United States Court of Appeals, Third Circuit

July 25, 2013

MUHAMMAD MUNIR, Individually and as the parent of minor plaintiff, O.M., Appellant
v.
POTTSVILLE AREA SCHOOL DISTRICT

Submitted Under Third Circuit LAR 34.1(a) June 13, 2013

On Appeal from the United States District Court for the Middle District of Pennsylvania (D.C. No. 3-10-cv-00855) District Judge: Honorable Robert D. Mariani

Albert J. Evans Fanelli, Evans & Patel Attorneys for Plaintiff-Appellant.

Kimberly A. Boyer-Cohen John J. Hare Marshall, Dennehey, Warner, Coleman & Goggin, Christopher J. Conrad Sharon M. O'Donnell Marshall, Dennehey, Warner, Coleman & Goggin Attorneys for Defendant-Appellee.

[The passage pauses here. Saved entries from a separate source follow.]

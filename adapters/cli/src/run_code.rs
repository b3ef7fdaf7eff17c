//! Share codes that pin a run seed, starting theme and depth on one line.

use base64::{engine::general_purpose::STANDARD_NO_PAD, Engine as _};
use deepfield_core::BiomeId;
use serde::{Deserialize, Serialize};
use thiserror::Error;

const CODE_DOMAIN: &str = "deepfield";
const CODE_VERSION: &str = "v1";
const FIELD_DELIMITER: char = ':';

/// Prefix emitted before the depth and the encoded payload.
pub(crate) const CODE_HEADER: &str = "deepfield:v1";

/// Everything needed to regenerate a zone exactly.
#[derive(Clone, Debug, PartialEq, Eq)]
pub(crate) struct RunCode {
    /// Run seed.
    pub(crate) run_seed: u32,
    /// Theme pinned for the first block, if any.
    pub(crate) theme: Option<BiomeId>,
    /// Zone depth, starting at one.
    pub(crate) depth: u32,
}

#[derive(Serialize, Deserialize)]
struct Payload {
    run_seed: u32,
    #[serde(default, skip_serializing_if = "Option::is_none")]
    theme: Option<BiomeId>,
}

/// Reasons a share code could not be read or written.
#[derive(Debug, Error)]
pub(crate) enum RunCodeError {
    #[error("share code was empty")]
    Empty,
    #[error("share code is missing its {0}")]
    Missing(&'static str),
    #[error("share code prefix `{0}` is not supported")]
    InvalidPrefix(String),
    #[error("share code version `{0}` is not supported")]
    UnsupportedVersion(String),
    #[error("could not parse depth `{0}`")]
    InvalidDepth(String),
    #[error("could not decode share code payload: {0}")]
    InvalidEncoding(#[from] base64::DecodeError),
    #[error("could not read share code payload: {0}")]
    InvalidPayload(#[from] serde_json::Error),
}

impl RunCode {
    /// Encodes the code as `deepfield:v1:<depth>:<payload>`.
    pub(crate) fn encode(&self) -> Result<String, RunCodeError> {
        let json = serde_json::to_vec(&Payload {
            run_seed: self.run_seed,
            theme: self.theme.clone(),
        })?;
        let encoded = STANDARD_NO_PAD.encode(json);
        Ok(format!("{CODE_HEADER}:{}:{encoded}", self.depth))
    }

    /// Parses a code produced by [`RunCode::encode`].
    pub(crate) fn decode(value: &str) -> Result<Self, RunCodeError> {
        let trimmed = value.trim();
        if trimmed.is_empty() {
            return Err(RunCodeError::Empty);
        }

        let mut parts = trimmed.split(FIELD_DELIMITER);
        let domain = parts.next().ok_or(RunCodeError::Missing("prefix"))?;
        let version = parts.next().ok_or(RunCodeError::Missing("version"))?;
        let depth = parts.next().ok_or(RunCodeError::Missing("depth"))?;
        let payload = parts.next().ok_or(RunCodeError::Missing("payload"))?;

        if domain != CODE_DOMAIN {
            return Err(RunCodeError::InvalidPrefix(domain.to_owned()));
        }
        if version != CODE_VERSION {
            return Err(RunCodeError::UnsupportedVersion(version.to_owned()));
        }
        let depth = match depth.trim().parse::<u32>() {
            Ok(depth) if depth > 0 => depth,
            _ => return Err(RunCodeError::InvalidDepth(depth.to_owned())),
        };
        let bytes = STANDARD_NO_PAD.decode(payload.as_bytes())?;
        let decoded: Payload = serde_json::from_slice(&bytes)?;

        Ok(Self {
            run_seed: decoded.run_seed,
            theme: decoded.theme,
            depth,
        })
    }
}
//! Attack and support modules attached to enemies at spawn time.

use std::collections::HashMap;
use std::f32::consts::{PI, TAU};

use deepfield_core::{
    glam::Vec2, Ability, BehaviorTuning, Enemy, EnemyId, Event, FireTimer, Rank, TelegraphPhase,
    TelegraphState,
};
use rand::Rng;
use rand_chacha::ChaCha8Rng;

use crate::motion::{seek, PATROL_SPEED, RETURN_SPEED};

const FIRE_JITTER: (f32, f32) = (0.75, 1.25);
const MIN_FIRE_INTERVAL: f32 = 0.05;
const SUPPORT_ORBIT_RATE: f32 = 1.2;
const SUPPORT_STANDOFF: f32 = 360.0;

/// Healing granted to each target during the current tick.
///
/// Every support entity draws from the same per-target budget, so stacking
/// healers on one ally never exceeds the shared cap.
#[derive(Clone, Debug, Default)]
pub struct HealLedger {
    granted: HashMap<EnemyId, f32>,
}

impl HealLedger {
    /// Forgets every grant; called at the start of each tick and on zone loads.
    pub fn clear(&mut self) {
        self.granted.clear();
    }

    /// Healing already granted to `target` this tick.
    #[must_use]
    pub fn granted(&self, target: EnemyId) -> f32 {
        self.granted.get(&target).copied().unwrap_or(0.0)
    }

    /// Grants up to `requested` healing to `target` without exceeding
    /// `shared_cap` for the tick. Returns the amount granted.
    pub fn grant(&mut self, target: EnemyId, requested: f32, shared_cap: f32) -> f32 {
        let available = (shared_cap - self.granted(target)).max(0.0);
        let amount = requested.min(available).max(0.0);
        if amount > 0.0 {
            *self.granted.entry(target).or_insert(0.0) += amount;
        }
        amount
    }
}

/// Interval until the next standard shot, jittered around the archetype's base.
pub(crate) fn roll_fire_interval(
    base: f32,
    tuning: &BehaviorTuning,
    rng: &mut ChaCha8Rng,
) -> f32 {
    let jitter = rng.gen_range(FIRE_JITTER.0..=FIRE_JITTER.1);
    (base * tuning.fire_interval_multiplier * jitter).max(MIN_FIRE_INTERVAL)
}

fn fire(enemy: &Enemy, direction: Vec2, telegraphed: bool, out: &mut Vec<Event>) {
    let profile = enemy.kind.profile();
    let direction = if direction == Vec2::ZERO {
        Vec2::X
    } else {
        direction
    };
    out.push(Event::EnemyFired {
        enemy: enemy.id,
        origin: enemy.position + direction * enemy.radius,
        direction,
        speed: profile.projectile_speed,
        damage: profile.damage,
        telegraphed,
    });
}

pub(crate) fn standard(
    enemy: &Enemy,
    timer: &mut FireTimer,
    player: Vec2,
    dt: f32,
    tuning: &BehaviorTuning,
    rng: &mut ChaCha8Rng,
    out: &mut Vec<Event>,
) {
    timer.remaining -= dt;
    if timer.remaining > 0.0 {
        return;
    }
    fire(enemy, (player - enemy.position).normalize_or_zero(), false, out);
    timer.remaining = roll_fire_interval(enemy.kind.profile().fire_interval, tuning, rng);
}

/// Advances the telegraphed shot cycle.
///
/// `in_range` gates the cooldown only; a windup that has started always
/// completes while the enemy stays engaged.
pub(crate) fn telegraphed(
    enemy: &Enemy,
    state: &mut TelegraphState,
    player: Vec2,
    in_range: bool,
    dt: f32,
    tuning: &BehaviorTuning,
    out: &mut Vec<Event>,
) {
    let bearing = angle_to(enemy.position, player);
    match state.phase {
        TelegraphPhase::Cooldown => {
            if !in_range {
                return;
            }
            state.timer -= dt;
            if state.timer <= 0.0 {
                state.phase = TelegraphPhase::Windup;
                state.timer = tuning.telegraph_windup.max(0.0);
                state.aim = bearing;
                out.push(Event::TelegraphStarted {
                    enemy: enemy.id,
                    aim: bearing,
                });
            }
        }
        TelegraphPhase::Windup => {
            state.aim = turn_toward(state.aim, bearing, tuning.telegraph_turn_rate * dt);
            state.timer -= dt;
            if state.timer <= 0.0 {
                fire(enemy, Vec2::from_angle(state.aim), true, out);
                state.phase = TelegraphPhase::Cooldown;
                state.timer = telegraph_cooldown(enemy, tuning);
            }
        }
    }
}

pub(crate) fn telegraph_cooldown(enemy: &Enemy, tuning: &BehaviorTuning) -> f32 {
    (enemy.kind.profile().fire_interval * tuning.fire_interval_multiplier).max(MIN_FIRE_INTERVAL)
}

fn angle_to(from: Vec2, to: Vec2) -> f32 {
    let offset = to - from;
    offset.y.atan2(offset.x)
}

/// Rotates `current` toward `target` by at most `max_step` radians.
pub(crate) fn turn_toward(current: f32, target: f32, max_step: f32) -> f32 {
    let delta = (target - current + PI).rem_euclid(TAU) - PI;
    let step = delta.clamp(-max_step.abs(), max_step.abs());
    current + step
}

/// Read-only view of an ally used while a support entity picks a target.
#[derive(Clone, Copy, Debug)]
pub(crate) struct Ally {
    pub(crate) id: EnemyId,
    pub(crate) index: usize,
    pub(crate) position: Vec2,
    pub(crate) hp: f32,
    pub(crate) max_hp: f32,
    pub(crate) rank: Rank,
    pub(crate) support: bool,
}

impl Ally {
    pub(crate) fn of(index: usize, enemy: &Enemy) -> Self {
        Self {
            id: enemy.id,
            index,
            position: enemy.position,
            hp: enemy.hp,
            max_hp: enemy.max_hp,
            rank: enemy.rank,
            support: matches!(enemy.ability, Ability::Support(_)),
        }
    }

    fn missing(&self) -> f32 {
        (self.max_hp - self.hp).max(0.0)
    }
}

/// Heal owed to an ally once every enemy has moved this tick.
#[derive(Clone, Copy, Debug)]
pub(crate) struct PendingHeal {
    pub(crate) healer: EnemyId,
    pub(crate) target: EnemyId,
    pub(crate) index: usize,
    pub(crate) amount: f32,
}

fn priority(ally: &Ally, distance: f32, search_radius: f32) -> f32 {
    let rank = match ally.rank {
        Rank::Boss => 3.0,
        Rank::Elite => 1.5,
        Rank::Normal => 0.0,
    };
    let missing = if ally.max_hp > 0.0 {
        ally.missing() / ally.max_hp
    } else {
        0.0
    };
    let proximity = 1.0 - (distance / search_radius.max(1.0)).min(1.0);
    rank + missing * 2.0 + proximity
}

/// Best wounded non-support ally within the search radius.
pub(crate) fn choose_target(
    healer: &Enemy,
    allies: &[Ally],
    tuning: &BehaviorTuning,
) -> Option<Ally> {
    allies
        .iter()
        .filter(|ally| ally.id != healer.id && !ally.support)
        .filter(|ally| ally.hp > 0.0 && ally.missing() > 0.0)
        .filter_map(|ally| {
            let distance = ally.position.distance(healer.position);
            (distance <= tuning.support_search_radius).then_some((ally, distance))
        })
        .fold(None, |best: Option<(Ally, f32)>, (ally, distance)| {
            let score = priority(ally, distance, tuning.support_search_radius);
            match best {
                Some((_, best_score)) if best_score >= score => best,
                _ => Some((*ally, score)),
            }
        })
        .map(|(ally, _)| ally)
}

/// Moves a support entity and queues its heal. Returns the velocity to apply.
pub(crate) fn support(
    healer: &mut Enemy,
    allies: &[Ally],
    player: Vec2,
    dt: f32,
    tuning: &BehaviorTuning,
    ledger: &mut HealLedger,
    heals: &mut Vec<PendingHeal>,
) -> Vec2 {
    let target = choose_target(healer, allies, tuning);
    let Ability::Support(state) = &mut healer.ability else {
        return Vec2::ZERO;
    };
    state.target = target.map(|ally| ally.id);

    let Some(target) = target else {
        let offset = player - healer.position;
        if offset.length() <= SUPPORT_STANDOFF {
            return Vec2::ZERO;
        }
        let stop = player - offset.normalize_or_zero() * SUPPORT_STANDOFF;
        return seek(healer.position, stop, healer.speed * PATROL_SPEED, dt);
    };

    state.orbit_angle = (state.orbit_angle + SUPPORT_ORBIT_RATE * dt).rem_euclid(TAU);
    let station =
        target.position + Vec2::from_angle(state.orbit_angle) * tuning.support_orbit_radius;
    let velocity = seek(healer.position, station, healer.speed * RETURN_SPEED, dt);

    let next = healer.position + velocity * dt;
    if next.distance(target.position) <= tuning.support_tether_range {
        let remaining = (target.missing() - ledger.granted(target.id)).max(0.0);
        let requested = (tuning.heal_rate * dt)
            .min(tuning.heal_cap_per_tick)
            .min(remaining);
        let amount = ledger.grant(target.id, requested, tuning.shared_heal_cap_per_tick);
        if amount > 0.0 {
            heals.push(PendingHeal {
                healer: healer.id,
                target: target.id,
                index: target.index,
                amount,
            });
        }
    }
    velocity
}

#[cfg(test)]
mod tests {
    use super::*;

    #[test]
    fn ledger_caps_shared_healing() {
        let mut ledger = HealLedger::default();
        let target = EnemyId::new(3);
        assert_eq!(ledger.grant(target, 1.5, 2.0), 1.5);
        assert_eq!(ledger.grant(target, 1.5, 2.0), 0.5);
        assert_eq!(ledger.grant(target, 1.5, 2.0), 0.0);
        assert_eq!(ledger.granted(EnemyId::new(4)), 0.0);
        ledger.clear();
        assert_eq!(ledger.granted(target), 0.0);
    }

    #[test]
    fn turn_toward_respects_rate_and_wraps() {
        let turned = turn_toward(0.0, 1.0, 0.25);
        assert!((turned - 0.25).abs() < 1e-6);
        let wrapped = turn_toward(3.0, -3.0, 0.1);
        assert!(wrapped > 3.0, "should turn through pi, got {wrapped}");
        assert!((turn_toward(0.5, 0.6, 1.0) - 0.6).abs() < 1e-6);
    }
}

Before: SCIRICA, HARDIMAN and ALDISERT, Circuit Judges.

OPINION

HARDIMAN, Circuit Judge.

This case arises under the Individuals with Disabilities Education Act (IDEA), a federal statute requiring states that receive federal education funding to ensure that disabled children receive a "free appropriate public education” (FAPE). 20 U.S.C. § 1412(a)(1). The statute "protects the rights of disabled children by mandating that public educational institutions identify and effectively educate those children, or pay for their education elsewhere if they require specialized services that the public institution cannot provide.- D.K. v. Abington Sch. Dist., 696 F.3d 233, 244 (3d Cir. 2012) (quoting P.P. v. W. Chester Area Sch. Dist., 585 F.3d 727, 735 (3d Cir. 2009)). Appellant Muhammad Munir sent his son, O.M., to a private residential facility and a private boarding school following multiple suicide attempts, and sought reimbursement for the cost of those placements from the Pottsville Area School District (Pottsville or School District). For the reasons that follow, we will affirm the District Court's order denying that request.

I

To comply with the IDEA, school districts must identify and evaluate all children who they have reason to believe are disabled under the statute. D.K., 696 F.3d at 244. Once a school district has identified a child as eligible for IDEA services, it must create and implement an Individualized Education Plan (IEP) based on the student's needs and areas of disability. P.P., 585 F.3d at 729–30. School districts are not, however, required to "maximize the potential”of each handicapped student. T.R. v. Kingwood Twp. Bd. of Educ., 205 F.3d 572, 577 (3d Cir. 2000) (quoting Bd. of Educ. of Hendrick Hudson Cent. Sch. Dist. v. Rowley, 458 U.S. 176, 197 n.21 (1982)). Instead, to satisfy the IDEA, the district must offer an IEP that is "reasonably calculated to enable the child to receive meaningful educational benefits in light of the student's intellectual potential.” P.P., 585 F.3d at 729–30 (quoting Shore Reg'l High Sch. Bd. of Educ. v. P.S., 381 F.3d 194, 198 (3d Cir. 2004)); see also Mary T. v. Sch. Dist. of Phila., 575 F.3d 235, 240 (3d Cir. 2009) (explaining that once the school district has designed and administered an IEP that is reasonably calculated to enable the receipt of meaningful educational benefits, it has satisfied its obligation to provide the child with a FAPE).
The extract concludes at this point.